Master Regularization: Ridge, Lasso & ElasticNet Explained

Taming the Noise with Regularization and Hyperparameter Tuning

Keywords: Ridge, Lasso, Elastic-net

Introduction

In last part, we built a linear regression model to predict stock returns. We discovered a fundamental truth: simple models often underfit (fail to capture signal), while complex models (like high-degree polynomials) overfit (memorize noise).

In Finance, the “signal-to-noise” ratio is incredibly low. To build robust trading strategies, we need models that are complex enough to learn patterns but constrained enough to ignore random market fluctuation.

This tutorial introduces Regularization: the mathematical art of applying “brakes” to your model’s learning process to prevent overfitting. We will upgrade our Momentum strategy using Ridge, Lasso, and ElasticNet regressions.

Learning Objectives

By the end of this tutorial, you will be able to:

Explain the mathematical difference between Ridge (L2), Lasso (L1), and ElasticNet regularization.
Apply these techniques using scikit-learn to improve out-of-sample performance.
Perform Hyperparameter Tuning using Grid Search with time-series aware validation (TimeSeriesSplit).
Visualize how Lasso regression performs automatic feature selection by zeroing out useless signals.

Prerequisites

Completion of Part 1: You need the dataset and feature engineering logic from the previous article.
Libraries: scikit-learn, pandas, numpy, matplotlib, yfinance.

Core Concepts

1. The Cost Function & The Penalty

In standard Linear Regression (Ordinary Least Squares – OLS), the model minimizes the Mean Squared Error (MSE):

$$\text{Minimize} \sum (\text{Actual} – \text{Predicted})^2$$

Regularization adds a Penalty Term to this equation. The model must now minimize both the error and the size of its coefficients (weights).

2. Ridge Regression (L2 Norm)

Ridge adds a penalty equal to the square of the coefficients:

$$\text{Cost} = \text{MSE} + \alpha \sum \theta_i^2$$

Effect: It shrinks all coefficients towards zero but rarely reaches exactly zero.
Use Case: Good when all features have small effects (e.g., many correlated technical indicators).
Hyperparameter ($\alpha$): Controls strength. If $\alpha=0$, it’s just OLS. If $\alpha$ is huge, the model becomes a flat line.

3. Lasso Regression (L1 Norm)

Lasso adds a penalty equal to the absolute value of the coefficients:

$$\text{Cost} = \text{MSE} + \alpha \sum |\theta_i|$$

Effect: It can force coefficients to be exactly zero.
Use Case: Feature Selection.
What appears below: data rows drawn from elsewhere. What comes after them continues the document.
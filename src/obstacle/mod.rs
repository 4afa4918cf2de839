//! Entities living in the scene
//!
//! ┌──────────────────────────── Obstacle Lifecycle ─────────────────────────┐
//! │ new()       : inert, no sprite, not in any scene                        │
//! │ prepare()   : await every asset at once, fail as a whole                │
//! │ Insert      : queued on the scene, joins at the next frame boundary     │
//! │ update()    : scroll + gravity by the scene, then own motion/animation  │
//! │ kill()      : inactive, evicted on the next eviction pass               │
//! └─────────────────────────────────────────────────────────────────────────┘
use crate::engine::assets::AssetStore;
use crate::engine::{InputEvent, Rect, Renderer};
use crate::hero::Hero;
use crate::scene::SceneConfig;
use crate::sprite::{Animation, AnimationStatus, Sprite};
use anyhow::Result;
use async_trait::async_trait;

pub mod lion;
pub mod pillar;
pub mod tortoise;

pub use self::lion::Lion;
pub use self::pillar::Pillar;
pub use self::tortoise::Tortoise;

/// How often an overlap with the hero is resolved
#[derive(Debug, Copy, Clone, PartialEq, Eq)]
pub enum CollisionPolicy {
    /// resolve once, then stop colliding
    OneShot,
    /// resolve on every tick of overlap
    Continuous,
}

/// State every obstacle shares : position, current sprite and flags
pub struct Body {
    pub bounds: Rect,
    sprite: Option<Sprite>,
    animation: Option<Animation>,
    active: bool,
    collidable: bool,
    priority: u8,
}

impl Body {
    pub fn new(priority: u8) -> Self {
        Body {
            bounds: Rect::default(),
            sprite: None,
            animation: None,
            active: true,
            collidable: true,
            priority,
        }
    }

    pub fn priority(&self) -> u8 {
        self.priority
    }

    pub fn is_active(&self) -> bool {
        self.active
    }

    pub fn kill(&mut self) {
        self.active = false;
    }

    /// Dead bodies never collide, whatever their collidable flag says
    pub fn can_collide(&self) -> bool {
        self.active && self.collidable
    }

    pub fn set_collidable(&mut self, collidable: bool) {
        self.collidable = collidable;
    }

    pub fn sprite(&self) -> Option<&Sprite> {
        self.sprite.as_ref()
    }

    pub fn animation(&self) -> Option<&Animation> {
        self.animation.as_ref()
    }

    pub fn collision_bounds(&self) -> Rect {
        match &self.sprite {
            Some(sprite) => sprite.collision_bounds(&self.bounds),
            None => self.bounds,
        }
    }

    /// Show `sprite`, resizing the bounds around their bottom-left corner so
    /// grounded entities keep their feet planted when frame sizes differ
    pub fn update_sprite(&mut self, sprite: Sprite) {
        self.bounds.right = self.bounds.left + sprite.bounds.width();
        self.bounds.top = self.bounds.bottom - sprite.bounds.height();
        self.sprite = Some(sprite);
    }

    pub fn start_animation(&mut self, mut animation: Animation) {
        animation.start();
        self.update_sprite(animation.current_frame().clone());
        self.animation = Some(animation);
    }

    /// Rewind the current animation to its first frame
    pub fn restart_animation(&mut self) {
        if let Some(animation) = self.animation.take() {
            self.start_animation(animation);
        }
    }

    /// Tick the animation and show its current frame
    pub fn advance_animation(&mut self) -> AnimationStatus {
        let Some(animation) = self.animation.as_mut() else {
            return AnimationStatus::Playing;
        };
        let status = animation.update();
        let frame = animation.current_frame().clone();
        self.update_sprite(frame);
        status
    }

    pub fn draw(&self, renderer: &dyn Renderer) {
        if let Some(sprite) = &self.sprite {
            renderer.draw_image(sprite.image.as_ref(), &sprite.bounds, &self.bounds);
        }
    }
}

/// Capability set of everything the scene simulates, the hero included
///
/// Only `prepare` and the body accessors are required, every hook has a
/// default matching a plain animated obstacle.
#[async_trait(?Send)]
pub trait Obstacle {
    fn name(&self) -> &'static str;
    fn body(&self) -> &Body;
    fn body_mut(&mut self) -> &mut Body;

    /// Load every asset the entity needs and set up its first sprite.
    /// An entity whose preparation fails never joins a scene.
    async fn prepare(&mut self, assets: &AssetStore) -> Result<()>;

    fn on_add_to_scene(&mut self, _config: &SceneConfig) {}

    fn on_remove_from_scene(&mut self) {}

    /// Per tick motion and animation, after the scene applied scroll + gravity
    fn update(&mut self, _config: &SceneConfig) {
        self.body_mut().advance_animation();
    }

    fn draw(&self, renderer: &dyn Renderer) {
        self.body().draw(renderer);
    }

    /// Move a freshly spawned entity to the right edge of the viewport
    fn place_at_frontier(&mut self, config: &SceneConfig) {
        let bounds = &mut self.body_mut().bounds;
        let height = bounds.height();
        bounds.offset_to(config.width, config.ground_y - height);
    }

    fn collision_policy(&self) -> CollisionPolicy {
        CollisionPolicy::OneShot
    }

    /// React to overlapping the hero
    fn on_collision(&mut self, _hero: &mut Hero) {}

    /// Returns true when the event was consumed
    fn handle_input(&mut self, _event: InputEvent, _config: &SceneConfig) -> bool {
        false
    }

    fn as_hero(&self) -> Option<&Hero> {
        None
    }

    fn as_hero_mut(&mut self) -> Option<&mut Hero> {
        None
    }
}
If you have 100 indicators but only 3 matter, Lasso will automatically delete the other 97 by setting their weights to 0.

4. ElasticNet

A hybrid that combines both L1 and L2 penalties. It is generally the safest bet for financial time series.

The Hands-On Practice

Step 1: Data Preparation (Recap)

We will quickly recreate the dataset from Part 1, but this time we will generate more features (lags 1 to 10) to increase the risk of overfitting, making regularization more necessary.

import numpy as np

import pandas as pd

import yfinance as yf

import matplotlib.pyplot as plt

from sklearn.model_selection import train_test_split, TimeSeriesSplit, GridSearchCV

from sklearn.linear_model import Ridge, Lasso, ElasticNet

from sklearn.metrics import mean_squared_error

# 1. Fetch Data

df = yf.download(‘SPY’, start=‘2010-01-01’, end=‘2026-01-01′)

df[‘Return’] = df[‘Close’].pct_change()

df.dropna(inplace=True)

# 2. Engineer More Features (Lags 1 through 10)

# More features = higher risk of overfitting = better test for Regularization

lags = 10

feature_cols = []

for i in range(1, lags + 1):

col_name = f‘Lag_{i}’

df[col_name] = df[‘Return’].shift(i)

feature_cols.append(col_name)

df.dropna(inplace=True)

X = df[feature_cols]

y = df[‘Return’]

# 3. Split Data (Chronological Split)

X_train, X_test, y_train, y_test = train_test_split(X, y, test_size=0.2, shuffle=False)

print(f“Training Features: {X_train.shape[1]} inputs (Lags 1-10)”)

Step 2: Ridge Regression (Manual Tuning)

Let’s try Ridge regression with an arbitrary alpha value to see it in action.

# Initialize Ridge with a specific alpha (regularization strength)

# Alpha = 1.0 is a standard starting point

ridge_model = Ridge(alpha=1.0)

ridge_model.fit(X_train, y_train)

# Predict

y_pred_ridge = ridge_model.predict(X_test)

mse_ridge = mean_squared_error(y_test, y_pred_ridge)

print(f“Ridge MSE (alpha=1.0): {mse_ridge:.8f}”)

print(“Ridge Coefficients:”, ridge_model.coef_)

Step 3: Lasso Regression (Feature Selection)

Now observe Lasso. Pay attention to how many coefficients become exactly 0.0.

# Initialize Lasso

# We assume a small alpha because returns are small numbers

lasso_model = Lasso(alpha=0.0001)

lasso_model.fit(X_train, y_train)

# Check Coefficients

print(“nLasso Coefficients:”)

for feature, coef in zip(feature_cols, lasso_model.coef_):

print(f“{feature}: {coef:.6f}”)

# Count non-zero features

n_selected = np.sum(lasso_model.coef_ != 0)

print(f“nLasso selected {n_selected} out of {lags} features.”)

Note: If Lasso sets all coefficients to zero, your alpha is too high. If it keeps all of them, alpha is too low.

Step 4: Hyperparameter Tuning with Grid Search

Guessing alpha is inefficient. We use GridSearchCV to test many values automatically.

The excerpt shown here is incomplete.